L'équipe du film «Anatolia» en compétition à Cannes le 21 mai 2011. — Jonathan Short/AP/SIPA

Si vous avez raté le début 

A la recherche du corps de la victime d’un meurtre enterré avec la police judiciaire turque et les suspects. La nuit promet d’être longue.

Les têtes d'affiches

Pas de têtes connues, comme à l’habitude de Nuri Bilge Ceylan. En revanche, le cinéaste est réputé auprès des cinéphiles et du public Cannois, où il a fait partie du jury en 2009 après que deux de ses films, Uzak et Les Trois Singes ont été primés, en 2003 et en 2008.

Backstage

Comme d’habitude, son cinéma ausculte les rapports humains et la difficulté de vivre dans le monde moderne.
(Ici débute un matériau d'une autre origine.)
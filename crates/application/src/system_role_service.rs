use std::sync::Arc;

use tessera_core::{AppError, AppResult, CallerIdentity};
use tessera_domain::{AuditAction, SystemRole};

use crate::{AuditEvent, AuditRepository, SystemRoleRepository, WriteSerializer};

/// Application service for the platform-wide role layer.
///
/// Never consulted by company-level authorization.
#[derive(Clone)]
pub struct SystemRoleService {
    repository: Arc<dyn SystemRoleRepository>,
    audit: Arc<dyn AuditRepository>,
    serializer: WriteSerializer,
}

impl SystemRoleService {
    /// Creates a system role service.
    #[must_use]
    pub fn new(
        repository: Arc<dyn SystemRoleRepository>,
        audit: Arc<dyn AuditRepository>,
        serializer: WriteSerializer,
    ) -> Self {
        Self {
            repository,
            audit,
            serializer,
        }
    }

    /// Returns an identity's system role, `User` when none is stored.
    pub async fn system_role(&self, identity: &CallerIdentity) -> AppResult<SystemRole> {
        Ok(self
            .repository
            .find_system_role(identity)
            .await?
            .unwrap_or_default())
    }

    /// Returns whether an identity is a platform administrator.
    pub async fn is_admin(&self, identity: &CallerIdentity) -> AppResult<bool> {
        Ok(self.system_role(identity).await? == SystemRole::Admin)
    }

    /// Assigns a system role. Only administrators may assign roles.
    pub async fn assign_system_role(
        &self,
        caller: &CallerIdentity,
        identity: &CallerIdentity,
        role: SystemRole,
    ) -> AppResult<()> {
        let _guard = self.serializer.acquire().await;

        if !self.is_admin(caller).await? {
            return Err(AppError::Unauthorized(
                "only system administrators may assign system roles".to_owned(),
            ));
        }

        self.repository.assign_system_role(identity, role).await?;
        self.audit
            .append_event(AuditEvent {
                company_id: None,
                subject: caller.clone(),
                action: AuditAction::SystemRoleAssigned,
                resource_type: "system_role".to_owned(),
                resource_id: identity.to_string(),
                detail: Some(role.as_str().to_owned()),
            })
            .await
    }

    /// Grants `Admin` to configured identities at startup.
    pub async fn seed_admins(&self, identities: &[CallerIdentity]) -> AppResult<()> {
        let _guard = self.serializer.acquire().await;

        for identity in identities {
            self.repository
                .assign_system_role(identity, SystemRole::Admin)
                .await?;
        }

        Ok(())
    }
}
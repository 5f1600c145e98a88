use axum::Json;
use axum::extract::{Extension, Path, Query, State};
use axum::http::StatusCode;
use tessera_application::{NewTask, TaskUpdate};
use tessera_core::CallerIdentity;
use tessera_domain::{TaskId, TaskStatus};

use crate::dto::{CreateTaskRequest, TaskListQuery, TaskResponse, UpdateTaskRequest};
use crate::error::ApiResult;
use crate::state::AppState;

pub async fn list_tasks_handler(
    State(state): State<AppState>,
    Extension(caller): Extension<CallerIdentity>,
    Query(query): Query<TaskListQuery>,
) -> ApiResult<Json<Vec<TaskResponse>>> {
    let tasks = match query.status.as_deref() {
        Some(status) => {
            let status = status.parse::<TaskStatus>()?;
            state.task_service.list_by_status(&caller, status).await?
        }
        None => state.task_service.list(&caller).await?,
    };

    Ok(Json(tasks.into_iter().map(TaskResponse::from).collect()))
}

pub async fn create_task_handler(
    State(state): State<AppState>,
    Extension(caller): Extension<CallerIdentity>,
    Json(payload): Json<CreateTaskRequest>,
) -> ApiResult<(StatusCode, Json<TaskResponse>)> {
    let task = state
        .task_service
        .add(&caller, NewTask::try_from(payload)?)
        .await?;

    Ok((StatusCode::CREATED, Json(TaskResponse::from(task))))
}

pub async fn get_task_handler(
    State(state): State<AppState>,
    Extension(caller): Extension<CallerIdentity>,
    Path(task_id): Path<String>,
) -> ApiResult<Json<TaskResponse>> {
    let task_id = TaskId::new(task_id)?;
    let task = state.task_service.get(&caller, &task_id).await?;

    Ok(Json(TaskResponse::from(task)))
}

pub async fn update_task_handler(
    State(state): State<AppState>,
    Extension(caller): Extension<CallerIdentity>,
    Path(task_id): Path<String>,
    Json(payload): Json<UpdateTaskRequest>,
) -> ApiResult<Json<TaskResponse>> {
    let task_id = TaskId::new(task_id)?;
    let task = state
        .task_service
        .update(&caller, &task_id, TaskUpdate::try_from(payload)?)
        .await?;

    Ok(Json(TaskResponse::from(task)))
}

pub async fn delete_task_handler(
    State(state): State<AppState>,
    Extension(caller): Extension<CallerIdentity>,
    Path(task_id): Path<String>,
) -> ApiResult<StatusCode> {
    let task_id = TaskId::new(task_id)?;
    state.task_service.remove(&caller, &task_id).await?;

    Ok(StatusCode::NO_CONTENT)
}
Cela se traduit ici par de longs plans séquence de nuit et en pleine nature, a forte connotation contemplative et les répliques sinon drôles, du moins éloquentes, à forte connotation psychologique.

Notre avis

Un film long (2h45), très lent (presque en temps réel), avec des personnages assez frustres mais qui vont révéler petit à petit leur humanité. Si bien que ce conte réaliste au cœur de la campagne en Anatolie n’est jamais ennuyeux. Ce film superbement mis en scène souffre malgré tout d’être très mal programmé: c’est le tout dernier de la compétition. C’est pourtant un film marquant, qui se serait bonifié au fil des jours s’il avait été projeté avant.

La réplique

«Et elles sont où les pelles? N’attendez pas une invitation, courrez!»